**TASK**
From the listing below, copy out every line where the word "expected" appears.

━━━━━━━━

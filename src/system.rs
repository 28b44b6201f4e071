use faer_core::{Mat, MatMut, MatRef};
use reborrow::*;

use crate::{error::SolverError, faer_add, matrix::Operator, Float};

/// An assembled `A x = b`.
///
/// The coefficient matrix is square and its size matches the right-hand
/// side; both are checked once at construction.
#[derive(Debug, Clone)]
pub struct LinearSystem<A = Mat<Float>> {
    matrix: A,
    rhs: Mat<Float>,
}

impl<A: Operator> LinearSystem<A> {
    pub fn new(matrix: A, rhs: Mat<Float>) -> Result<Self, SolverError> {
        if matrix.nrows() != matrix.ncols() {
            return Err(SolverError::NotSquare {
                rows: matrix.nrows(),
                cols: matrix.ncols(),
            });
        }
        check_column("right-hand side", matrix.nrows(), rhs.as_ref())?;
        Ok(Self { matrix, rhs })
    }

    pub fn size(&self) -> usize {
        self.rhs.nrows()
    }

    pub fn matrix(&self) -> &A {
        &self.matrix
    }

    pub fn rhs(&self) -> MatRef<'_, Float> {
        self.rhs.as_ref()
    }

    pub fn into_parts(self) -> (A, Mat<Float>) {
        (self.matrix, self.rhs)
    }

    /// Writes `b - A x` into `r`.
    pub fn residual_to(&self, x: MatRef<'_, Float>, mut r: MatMut<'_, Float>) {
        self.matrix.apply(x, r.rb_mut());
        faer_add::sub_from(self.rhs.as_ref(), r);
    }

    pub fn residual(&self, x: MatRef<'_, Float>) -> Mat<Float> {
        let mut r = Mat::<Float>::zeros(self.size(), 1);
        self.residual_to(x, r.as_mut());
        r
    }

    /// `||b - A x|| / ||b||`, or the absolute norm when `b` vanishes.
    pub fn relative_residual(&self, x: MatRef<'_, Float>) -> Float {
        faer_add::norm_l2(self.residual(x).as_ref()) / self.rhs_scale()
    }

    pub(crate) fn rhs_scale(&self) -> Float {
        let norm = faer_add::norm_l2(self.rhs.as_ref());
        if norm > 0.0 {
            norm
        } else {
            1.0
        }
    }

    pub(crate) fn check_solution(&self, x: MatRef<'_, Float>) -> Result<(), SolverError> {
        check_column("solution", self.size(), x)
    }

    pub(crate) fn check_finite(&self, x: MatRef<'_, Float>) -> Result<(), SolverError> {
        if !self.matrix.is_finite() {
            return Err(SolverError::NonFinite { what: "matrix" });
        }
        if !faer_add::is_finite(self.rhs.as_ref()) {
            return Err(SolverError::NonFinite {
                what: "right-hand side",
            });
        }
        if !faer_add::is_finite(x) {
            return Err(SolverError::NonFinite { what: "solution" });
        }
        Ok(())
    }
}

fn check_column(what: &'static str, expected: usize, v: MatRef<'_, Float>) -> Result<(), SolverError> {
    if v.ncols() != 1 {
        return Err(SolverError::InvalidConfig(format!(
            "{what} must be a single column, got {} columns",
            v.ncols()
        )));
    }
    if v.nrows() != expected {
        return Err(SolverError::DimensionMismatch {
            what,
            expected,
            found: v.nrows(),
        });
    }
    Ok(())
}
use faer_core::{Mat, MatMut, MatRef, Parallelism};

use crate::{error::SolverError, Float};

/// A coefficient matrix as seen by the solvers.
///
/// Implementors only need to expose their shape, the stored entries of a row
/// and single-entry lookup; products, diagonals and structural checks are
/// derived from those.
pub trait Operator {
    fn nrows(&self) -> usize;
    fn ncols(&self) -> usize;

    /// Calls `f(col, value)` for every stored entry of `row`.
    fn for_each_in_row(&self, row: usize, f: impl FnMut(usize, Float));

    fn get(&self, row: usize, col: usize) -> Float;

    /// `y = A x`. Shapes are the caller's responsibility, `LinearSystem`
    /// validates them before any solver calls this.
    fn apply(&self, x: MatRef<'_, Float>, mut y: MatMut<'_, Float>) {
        debug_assert!(x.nrows() == self.ncols() && y.nrows() == self.nrows());
        for i in 0..self.nrows() {
            let mut sum = 0.0;
            self.for_each_in_row(i, |j, a| sum += a * x.read(j, 0));
            y.write(i, 0, sum);
        }
    }

    fn diagonal(&self) -> Vec<Float> {
        (0..self.nrows().min(self.ncols()))
            .map(|i| self.get(i, i))
            .collect()
    }

    fn is_finite(&self) -> bool {
        let mut finite = true;
        for i in 0..self.nrows() {
            self.for_each_in_row(i, |_, a| finite &= a.is_finite());
        }
        finite
    }

    /// Largest absolute stored value.
    fn max_abs(&self) -> Float {
        let mut max = 0.0_f64;
        for i in 0..self.nrows() {
            self.for_each_in_row(i, |_, a| max = max.max(a.abs()));
        }
        max
    }

    /// `|a_ij - a_ji| <= tolerance * max|a|` for every stored entry.
    fn is_symmetric(&self, tolerance: Float) -> bool {
        if self.nrows() != self.ncols() {
            return false;
        }
        let bound = tolerance * self.max_abs();
        let mut symmetric = true;
        for i in 0..self.nrows() {
            // an entry stored on one side only is compared against an implicit zero
            self.for_each_in_row(i, |j, a| {
                if j != i {
                    symmetric &= (a - self.get(j, i)).abs() <= bound;
                }
            });
            if !symmetric {
                return false;
            }
        }
        true
    }

    fn to_dense(&self) -> Mat<Float> {
        let mut out = Mat::<Float>::zeros(self.nrows(), self.ncols());
        for i in 0..self.nrows() {
            self.for_each_in_row(i, |j, a| out.write(i, j, a));
        }
        out
    }
}

impl Operator for Mat<Float> {
    fn nrows(&self) -> usize {
        Mat::nrows(self)
    }

    fn ncols(&self) -> usize {
        Mat::ncols(self)
    }

    #[inline]
    fn for_each_in_row(&self, row: usize, mut f: impl FnMut(usize, Float)) {
        for j in 0..Mat::ncols(self) {
            f(j, self.read(row, j))
        }
    }

    #[inline]
    fn get(&self, row: usize, col: usize) -> Float {
        self.read(row, col)
    }

    fn apply(&self, x: MatRef<'_, Float>, y: MatMut<'_, Float>) {
        faer_core::mul::matmul(y, self.as_ref(), x, None, 1.0, Parallelism::None)
    }

    fn to_dense(&self) -> Mat<Float> {
        self.clone()
    }
}

/// Compressed sparse row matrix.
///
/// Column indices are sorted and unique within each row.
#[derive(Debug, Clone, PartialEq)]
pub struct CsrMatrix {
    nrows: usize,
    ncols: usize,
    row_ptr: Vec<usize>,
    col_idx: Vec<usize>,
    values: Vec<Float>,
}

impl CsrMatrix {
    /// Builds a matrix from `(row, col, value)` triplets, summing duplicates.
    pub fn from_triplets(
        nrows: usize,
        ncols: usize,
        triplets: impl IntoIterator<Item = (usize, usize, Float)>,
    ) -> Result<Self, SolverError> {
        let mut entries = Vec::new();
        for (row, col, value) in triplets {
            if row >= nrows || col >= ncols {
                return Err(SolverError::IndexOutOfBounds {
                    row,
                    col,
                    rows: nrows,
                    cols: ncols,
                });
            }
            entries.push((row, col, value));
        }
        entries.sort_by_key(|&(row, col, _)| (row, col));

        let mut row_ptr = vec![0; nrows + 1];
        let mut col_idx: Vec<usize> = Vec::with_capacity(entries.len());
        let mut values: Vec<Float> = Vec::with_capacity(entries.len());
        let mut last = None;
        for (row, col, value) in entries {
            if last == Some((row, col)) {
                if let Some(v) = values.last_mut() {
                    *v += value;
                }
                continue;
            }
            last = Some((row, col));
            row_ptr[row + 1] += 1;
            col_idx.push(col);
            values.push(value);
        }
        for i in 0..nrows {
            row_ptr[i + 1] += row_ptr[i];
        }

        Ok(Self {
            nrows,
            ncols,
            row_ptr,
            col_idx,
            values,
        })
    }

    pub fn identity(size: usize) -> Self {
        Self {
            nrows: size,
            ncols: size,
            row_ptr: (0..=size).collect(),
            col_idx: (0..size).collect(),
            values: vec![1.0; size],
        }
    }

    /// Number of stored entries.
    pub fn nnz(&self) -> usize {
        self.values.len()
    }

    fn row_range(&self, row: usize) -> std::ops::Range<usize> {
        self.row_ptr[row]..self.row_ptr[row + 1]
    }
}

impl Operator for CsrMatrix {
    fn nrows(&self) -> usize {
        self.nrows
    }

    fn ncols(&self) -> usize {
        self.ncols
    }

    #[inline]
    fn for_each_in_row(&self, row: usize, mut f: impl FnMut(usize, Float)) {
        let range = self.row_range(row);
        for (&j, &a) in self.col_idx[range.clone()].iter().zip(&self.values[range]) {
            f(j, a)
        }
    }

    fn get(&self, row: usize, col: usize) -> Float {
        let range = self.row_range(row);
        match self.col_idx[range.clone()].binary_search(&col) {
            Ok(k) => self.values[range.start + k],
            Err(_) => 0.0,
        }
    }
}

━━━━━━━━

**TASK ANSWER**
fn check_column(what: &'static str, expected: usize, v: MatRef<'_, Float>) -> Result<(), SolverError> {
    if v.nrows() != expected {
            expected,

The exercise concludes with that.